## The records:

--------------------------------------------------

//! # Main Display Module
//!
//! Window layout: header with the input label and capture details, the bar
//! display, and a control row.

use iced::widget::{button, column, container, horizontal_space, row, text, Space};
use iced::{Alignment, Element, Length};

use super::bar_display::BarDisplay;
use crate::{AppDisplayData, Message};

/// Static control row: label and the message each button sends.
const CONTROLS: &[(&str, Message)] = &[
    ("Mic / Aux", Message::ToggleSource),
    ("Save Config", Message::SaveConfig),
    ("Load Config", Message::LoadConfig),
    ("Exit", Message::Exit),
];

/// Creates the complete main application view
pub fn create_main_view(data: &AppDisplayData) -> Element<'static, Message> {
    let header = row![
        text("Fixed-Point Spectrum").size(28),
        horizontal_space(),
        text(data.source.label()).size(22),
    ]
    .align_y(Alignment::Center);

    let status = if data.audio_worker_active {
        match data.sample_rate {
            Some(rate) => format!(
                "{} Hz | {} samples per frame | {} frames",
                rate, data.frame_len, data.frames_shown
            ),
            None => "Starting audio...".to_string(),
        }
    } else {
        "Audio stopped".to_string()
    };

    let bars_panel = container(
        column![
            text(status).size(14),
            Space::with_height(10),
            BarDisplay::new(data.bars.clone()).view(),
        ]
        .spacing(5)
        .padding(15),
    )
    .width(Length::Fill)
    .height(Length::Fill);

    let controls = CONTROLS
        .iter()
        .fold(row![].spacing(10), |controls, (label, message)| {
            controls.push(button(text(*label)).on_press(message.clone()))
        });

    container(
        column![header, Space::with_height(20), bars_panel, controls]
            .spacing(10)
            .padding(20),
    )
    .width(Length::Fill)
    .height(Length::Fill)
    .into()
}
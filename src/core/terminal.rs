//! Terminal setup and the main event loop for mdtail.
//!
//! [TerminalGuard] owns raw mode, the alternate screen and the hidden cursor and gives
//! them back on drop, so every exit path restores the terminal.
//! [run_terminal] wires the watcher, keyboard and Ctrl+C sources into one channel
//! and feeds the coordinator until it asks to exit.

use crate::app::state::{Flow, RenderCoordinator, ViewerEvent};
use crate::app::{DocumentSet, Keymap};
use crate::config::Config;
use crate::core::fm::{ContentReader, FsReader};
use crate::core::formatter;
use crate::error::ViewerResult;
use crate::ui::painter::{Painter, TerminalPainter};

use crossbeam_channel::{Receiver, RecvTimeoutError, Sender, unbounded};
use crossterm::{
    cursor::{Hide, Show},
    event::{self, Event, KeyEventKind},
    execute,
    terminal::{EnterAlternateScreen, LeaveAlternateScreen, disable_raw_mode, enable_raw_mode},
};
use ratatui::backend::CrosstermBackend;
use std::io::{self, IsTerminal};
use std::time::{Duration, Instant};

// Keyboard poll timeout, one frame at 60fps
const INPUT_POLL: Duration = Duration::from_millis(16);
// Upper bound for a blocking wait when no input source is active
const IDLE_WAIT: Duration = Duration::from_millis(250);

/// Scoped terminal state: raw mode (interactive only), alternate screen and hidden cursor.
pub struct TerminalGuard {
    raw_mode: bool,
}

impl TerminalGuard {
    pub fn acquire(interactive: bool) -> io::Result<Self> {
        if interactive {
            enable_raw_mode()?;
        }
        let mut stdout = io::stdout();
        if let Err(e) = execute!(stdout, EnterAlternateScreen, Hide) {
            if interactive {
                let _ = disable_raw_mode();
            }
            return Err(e);
        }
        Ok(Self {
            raw_mode: interactive,
        })
    }
}

impl Drop for TerminalGuard {
    fn drop(&mut self) {
        if self.raw_mode {
            let _ = disable_raw_mode();
        }
        let mut stdout = io::stdout();
        let _ = execute!(stdout, LeaveAlternateScreen, Show);
    }
}

/// Best-effort restore used by the panic hook.
pub fn restore_terminal() {
    let _ = disable_raw_mode();
    let mut stdout = io::stdout();
    let _ = execute!(stdout, LeaveAlternateScreen, Show);
}

/// Keyboard input is only read when both ends are a terminal.
pub fn is_interactive() -> bool {
    io::stdin().is_terminal() && io::stdout().is_terminal()
}

/// Routes SIGINT into the event channel.
fn install_interrupt_handler(tx: Sender<ViewerEvent>) {
    if let Err(e) = ctrlc::set_handler(move || {
        let _ = tx.send(ViewerEvent::Terminate);
    }) {
        tracing::warn!(error = %e, "could not install Ctrl+C handler");
    }
}

/// Runs the viewer until a terminate event arrives.
///
/// Returns an error if terminal setup or keyboard input fails. The terminal is restored
/// and the farewell message printed in every case.
pub fn run_terminal(config: &Config, documents: DocumentSet) -> ViewerResult<()> {
    let interactive = is_interactive();
    let (tx, rx) = unbounded();
    install_interrupt_handler(tx.clone());
    let keymap = Keymap::from_config(config.keys());

    if let Some(banner) = formatter::startup_banner(documents.len()) {
        eprintln!("{}", banner);
    }

    let guard = TerminalGuard::acquire(interactive)?;
    let painter = TerminalPainter::new(
        CrosstermBackend::new(io::stdout()),
        config.theme().clone(),
    )?;

    let mut coordinator = RenderCoordinator::new(
        documents,
        FsReader,
        painter,
        config.general().poll_interval(),
        config.general().settle_delay(),
        tx,
    );
    coordinator.start();

    let result = event_loop(&mut coordinator, &rx, &keymap, interactive);
    if let Err(e) = &result {
        tracing::error!(error = %e, "event loop failed");
    }

    coordinator.shutdown();
    let farewell = coordinator.painter().farewell_message().map(str::to_owned);
    drop(coordinator);
    drop(guard);

    if let Some(message) = farewell {
        println!("\n\n{}", message);
    }
    result
}

/// Main event loop: fires due timers, reads input and drains the channel.
/// Returns when the coordinator reports [Flow::Exit].
fn event_loop<R, P>(
    coordinator: &mut RenderCoordinator<R, P>,
    rx: &Receiver<ViewerEvent>,
    keymap: &Keymap,
    interactive: bool,
) -> ViewerResult<()>
where
    R: ContentReader,
    P: Painter,
{
    loop {
        coordinator.tick(Instant::now());

        if interactive {
            if event::poll(INPUT_POLL)? {
                match event::read()? {
                    Event::Key(key) if key.kind == KeyEventKind::Press => {
                        if let Some(ev) = keymap.lookup(key)
                            && coordinator.handle(ev) == Flow::Exit
                        {
                            return Ok(());
                        }
                    }
                    Event::Resize(_, _) => {
                        coordinator.handle(ViewerEvent::Resize);
                    }
                    _ => {}
                }
            }
        } else {
            let timeout = coordinator
                .next_deadline()
                .map(|d| d.saturating_duration_since(Instant::now()))
                .unwrap_or(IDLE_WAIT)
                .min(IDLE_WAIT);
            match rx.recv_timeout(timeout) {
                Ok(ev) => {
                    if coordinator.handle(ev) == Flow::Exit {
                        return Ok(());
                    }
                }
                Err(RecvTimeoutError::Timeout) => {}
                Err(RecvTimeoutError::Disconnected) => return Ok(()),
            }
        }

        while let Ok(ev) = rx.try_recv() {
            if coordinator.handle(ev) == Flow::Exit {
                return Ok(());
            }
        }
    }
}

--------------------------------------------------

## What the exercise asks:
Reproduce the material exactly, with every line intact.

## Response to this exercise:
//! # Main Display Module
//!
//! Window layout: header with the input label and capture details, the bar
//! display, and a control row.

use iced::widget::{button, column, container, horizontal_space, row, text, Space};
use iced::{Alignment, Element, Length};

use super::bar_display::BarDisplay;
use crate::{AppDisplayData, Message};

/// Static control row: label and the message each button sends.
const CONTROLS: &[(&str, Message)] = &[
    ("Mic / Aux", Message::ToggleSource),
    ("Save Config", Message::SaveConfig),
    ("Load Config", Message::LoadConfig),
    ("Exit", Message::Exit),
];

/// Creates the complete main application view
pub fn create_main_view(data: &AppDisplayData) -> Element<'static, Message> {
    let header = row![
        text("Fixed-Point Spectrum").size(28),
        horizontal_space(),
        text(data.source.label()).size(22),
    ]
    .align_y(Alignment::Center);

    let status = if data.audio_worker_active {
        match data.sample_rate {
            Some(rate) => format!(
                "{} Hz | {} samples per frame | {} frames",
                rate, data.frame_len, data.frames_shown
            ),
            None => "Starting audio...".to_string(),
        }
    } else {
        "Audio stopped".to_string()
    };

    let bars_panel = container(
        column![
            text(status).size(14),
            Space::with_height(10),
            BarDisplay::new(data.bars.clone()).view(),
        ]
        .spacing(5)
        .padding(15),
    )
    .width(Length::Fill)
    .height(Length::Fill);

    let controls = CONTROLS
        .iter()
        .fold(row![].spacing(10), |controls, (label, message)| {
            controls.push(button(text(*label)).on_press(message.clone()))
        });

    container(
        column![header, Space::with_height(20), bars_panel, controls]
            .spacing(10)
            .padding(20),
    )
    .width(Length::Fill)
    .height(Length::Fill)
    .into()
}
filename src/core/terminal.rs
//! Terminal setup and the main event loop for mdtail.
//!
//! [TerminalGuard] owns raw mode, the alternate screen and the hidden cursor and gives
//! them back on drop, so every exit path restores the terminal.
//! [run_terminal] wires the watcher, keyboard and Ctrl+C sources into one channel
//! and feeds the coordinator until it asks to exit.

use crate::app::state::{Flow, RenderCoordinator, ViewerEvent};
use crate::app::{DocumentSet, Keymap};
use crate::config::Config;
use crate::core::fm::{ContentReader, FsReader};
use crate::core::formatter;
use crate::error::ViewerResult;
use crate::ui::painter::{Painter, TerminalPainter};

use crossbeam_channel::{Receiver, RecvTimeoutError, Sender, unbounded};
use crossterm::{
    cursor::{Hide, Show},
    event::{self, Event, KeyEventKind},
    execute,
    terminal::{EnterAlternateScreen, LeaveAlternateScreen, disable_raw_mode, enable_raw_mode},
};
use ratatui::backend::CrosstermBackend;
use std::io::{self, IsTerminal};
use std::time::{Duration, Instant};

// Keyboard poll timeout, one frame at 60fps
const INPUT_POLL: Duration = Duration::from_millis(16);
// Upper bound for a blocking wait when no input source is active
const IDLE_WAIT: Duration = Duration::from_millis(250);

/// Scoped terminal state: raw mode (interactive only), alternate screen and hidden cursor.
pub struct TerminalGuard {
    raw_mode: bool,
}

impl TerminalGuard {
    pub fn acquire(interactive: bool) -> io::Result<Self> {
        if interactive {
            enable_raw_mode()?;
        }
        let mut stdout = io::stdout();
        if let Err(e) = execute!(stdout, EnterAlternateScreen, Hide) {
            if interactive {
                let _ = disable_raw_mode();
            }
            return Err(e);
        }
        Ok(Self {
            raw_mode: interactive,
        })
    }
}

impl Drop for TerminalGuard {
    fn drop(&mut self) {
        if self.raw_mode {
            let _ = disable_raw_mode();
        }
        let mut stdout = io::stdout();
        let _ = execute!(stdout, LeaveAlternateScreen, Show);
    }
}

/// Best-effort restore used by the panic hook.
pub fn restore_terminal() {
    let _ = disable_raw_mode();
    let mut stdout = io::stdout();
    let _ = execute!(stdout, LeaveAlternateScreen, Show);
}

/// Keyboard input is only read when both ends are a terminal.
pub fn is_interactive() -> bool {
    io::stdin().is_terminal() && io::stdout().is_terminal()
}

/// Routes SIGINT into the event channel.
fn install_interrupt_handler(tx: Sender<ViewerEvent>) {
    if let Err(e) = ctrlc::set_handler(move || {
        let _ = tx.send(ViewerEvent::Terminate);
    }) {
        tracing::warn!(error = %e, "could not install Ctrl+C handler");
    }
}

/// Runs the viewer until a terminate event arrives.
///
/// Returns an error if terminal setup or keyboard input fails. The terminal is restored
/// and the farewell message printed in every case.
pub fn run_terminal(config: &Config, documents: DocumentSet) -> ViewerResult<()> {
    let interactive = is_interactive();
    let (tx, rx) = unbounded();
    install_interrupt_handler(tx.clone());
    let keymap = Keymap::from_config(config.keys());

    if let Some(banner) = formatter::startup_banner(documents.len()) {
        eprintln!("{}", banner);
    }

    let guard = TerminalGuard::acquire(interactive)?;
    let painter = TerminalPainter::new(
        CrosstermBackend::new(io::stdout()),
        config.theme().clone(),
    )?;

    let mut coordinator = RenderCoordinator::new(
        documents,
        FsReader,
        painter,
        config.general().poll_interval(),
        config.general().settle_delay(),
        tx,
    );
    coordinator.start();

    let result = event_loop(&mut coordinator, &rx, &keymap, interactive);
    if let Err(e) = &result {
        tracing::error!(error = %e, "event loop failed");
    }

    coordinator.shutdown();
    let farewell = coordinator.painter().farewell_message().map(str::to_owned);
    drop(coordinator);
    drop(guard);

    if let Some(message) = farewell {
        println!("\n\n{}", message);
    }
    result
}

/// Main event loop: fires due timers, reads input and drains the channel.
/// Returns when the coordinator reports [Flow::Exit].
fn event_loop<R, P>(
    coordinator: &mut RenderCoordinator<R, P>,
    rx: &Receiver<ViewerEvent>,
    keymap: &Keymap,
    interactive: bool,
) -> ViewerResult<()>
where
    R: ContentReader,
    P: Painter,
{
    loop {
        coordinator.tick(Instant::now());

        if interactive {
            if event::poll(INPUT_POLL)? {
                match event::read()? {
                    Event::Key(key) if key.kind == KeyEventKind::Press => {
                        if let Some(ev) = keymap.lookup(key)
                            && coordinator.handle(ev) == Flow::Exit
                        {
                            return Ok(());
                        }
                    }
                    Event::Resize(_, _) => {
                        coordinator.handle(ViewerEvent::Resize);
                    }
                    _ => {}
                }
            }
        } else {
            let timeout = coordinator
                .next_deadline()
                .map(|d| d.saturating_duration_since(Instant::now()))
                .unwrap_or(IDLE_WAIT)
                .min(IDLE_WAIT);
            match rx.recv_timeout(timeout) {
                Ok(ev) => {
                    if coordinator.handle(ev) == Flow::Exit {
                        return Ok(());
                    }
                }
                Err(RecvTimeoutError::Timeout) => {}
                Err(RecvTimeoutError::Disconnected) => return Ok(()),
            }
        }

        while let Ok(ev) = rx.try_recv() {
            if coordinator.handle(ev) == Flow::Exit {
                return Ok(());
            }
        }
    }
}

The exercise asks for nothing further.